**TRY IT**
Nothing outside the range is wanted. Repeat exactly the lines below from the one with "pub fn as_bytes(&self)" through the one with "match self.offset(x, y)".

Stored data entries:

- Opening Delimiter -

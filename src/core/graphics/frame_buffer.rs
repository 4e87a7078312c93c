//=========================================================================
// Frame Buffer
//=========================================================================
//
// Owns the RGBA pixel bytes the renderer paints into.
//
// Layout:
//   4 bytes per pixel (r, g, b, a), rows packed with no padding, so
//   stride = width × 4 and len = stride × height.
//
// Width, height, stride and the byte vector are private and only ever
// replaced together, so no reader can observe a buffer whose length
// disagrees with its dimensions.
//
//=========================================================================

//=== Constants ===========================================================

/// Bytes per `rgba32` pixel.
pub const BYTES_PER_PIXEL: usize = 4;

//=== PixelFormat =========================================================

/// Pixel layouts the presentation boundary accepts.
#[derive(Debug, Clone, Copy, PartialEq, Eq)]
pub enum PixelFormat {
    /// 8-bit red, green, blue, alpha; in that byte order.
    Rgba32,
}

impl PixelFormat {
    pub const fn as_str(self) -> &'static str {
        match self {
            PixelFormat::Rgba32 => "rgba32",
        }
    }
}

//=== FrameBuffer =========================================================

#[derive(Debug, Clone, PartialEq, Eq)]
pub struct FrameBuffer {
    width: u32,
    height: u32,
    stride: usize,
    bytes: Vec<u8>,
}

impl FrameBuffer {
    //--- Construction -----------------------------------------------------

    /// Allocates a zero-filled `width × height` buffer.
    ///
    /// Zero dimensions are accepted and yield an empty buffer.
    pub fn new(width: u32, height: u32) -> Self {
        let stride = width as usize * BYTES_PER_PIXEL;
        Self {
            width,
            height,
            stride,
            bytes: vec![0; stride * height as usize],
        }
    }

    /// Replaces the buffer with a fresh zero-filled one of the new size.
    ///
    /// The previous allocation is dropped. Contents are not preserved,
    /// even when the size is unchanged.
    pub fn resize(&mut self, width: u32, height: u32) {
        *self = Self::new(width, height);
    }

    //--- Accessors --------------------------------------------------------

    pub fn width(&self) -> u32 {
        self.width
    }

    pub fn height(&self) -> u32 {
        self.height
    }

    /// Bytes per row.
    pub fn stride(&self) -> usize {
        self.stride
    }

    pub fn len(&self) -> usize {
        self.bytes.len()
    }

    pub fn is_empty(&self) -> bool {
        self.bytes.is_empty()
    }

    pub fn as_bytes(&self) -> &[u8] {
        &self.bytes
    }

    pub fn as_bytes_mut(&mut self) -> &mut [u8] {
        &mut self.bytes
    }

    /// Byte offset of pixel `(x, y)`, or `None` outside the buffer.
    pub fn offset(&self, x: u32, y: u32) -> Option<usize> {
        (x < self.width && y < self.height)
            .then(|| y as usize * self.stride + x as usize * BYTES_PER_PIXEL)
    }

    /// The four channels of pixel `(x, y)`.
    pub fn pixel(&self, x: u32, y: u32) -> Option<[u8; 4]> {
        let offset = self.offset(x, y)?;
        let mut px = [0; 4];
        px.copy_from_slice(&self.bytes[offset..offset + BYTES_PER_PIXEL]);
        Some(px)
    }

    /// Overwrites pixel `(x, y)`. Returns `false` (no write) when out of
    /// bounds.
    pub fn put_pixel(&mut self, x: u32, y: u32, rgba: [u8; 4]) -> bool {
        match self.offset(x, y) {
            Some(offset) => {
                self.bytes[offset..offset + BYTES_PER_PIXEL].copy_from_slice(&rgba);
                true
            }
            None => false,
        }
    }

    /// Borrowed view handed to the presentation boundary.
    pub fn frame(&self) -> Frame<'_> {
        Frame {
            width: self.width,
            height: self.height,
            stride: self.stride,
            format: PixelFormat::Rgba32,
            bytes: &self.bytes,
        }
    }
}

//=== Frame ===============================================================

/// One presentable image: dimensions, layout and pixel bytes.
#[derive(Debug, Clone, Copy, PartialEq, Eq)]
pub struct Frame<'a> {
    pub width: u32,
    pub height: u32,
    pub stride: usize,
    pub format: PixelFormat,
    pub bytes: &'a [u8],
}

//=========================================================================
// Unit Tests
//=========================================================================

- Closing Delimiter -

**REPLY**
    pub fn as_bytes(&self) -> &[u8] {
        &self.bytes
    }

    pub fn as_bytes_mut(&mut self) -> &mut [u8] {
        &mut self.bytes
    }

    /// Byte offset of pixel `(x, y)`, or `None` outside the buffer.
    pub fn offset(&self, x: u32, y: u32) -> Option<usize> {
        (x < self.width && y < self.height)
            .then(|| y as usize * self.stride + x as usize * BYTES_PER_PIXEL)
    }

    /// The four channels of pixel `(x, y)`.
    pub fn pixel(&self, x: u32, y: u32) -> Option<[u8; 4]> {
        let offset = self.offset(x, y)?;
        let mut px = [0; 4];
        px.copy_from_slice(&self.bytes[offset..offset + BYTES_PER_PIXEL]);
        Some(px)
    }

    /// Overwrites pixel `(x, y)`. Returns `false` (no write) when out of
    /// bounds.
    pub fn put_pixel(&mut self, x: u32, y: u32, rgba: [u8; 4]) -> bool {
        match self.offset(x, y) {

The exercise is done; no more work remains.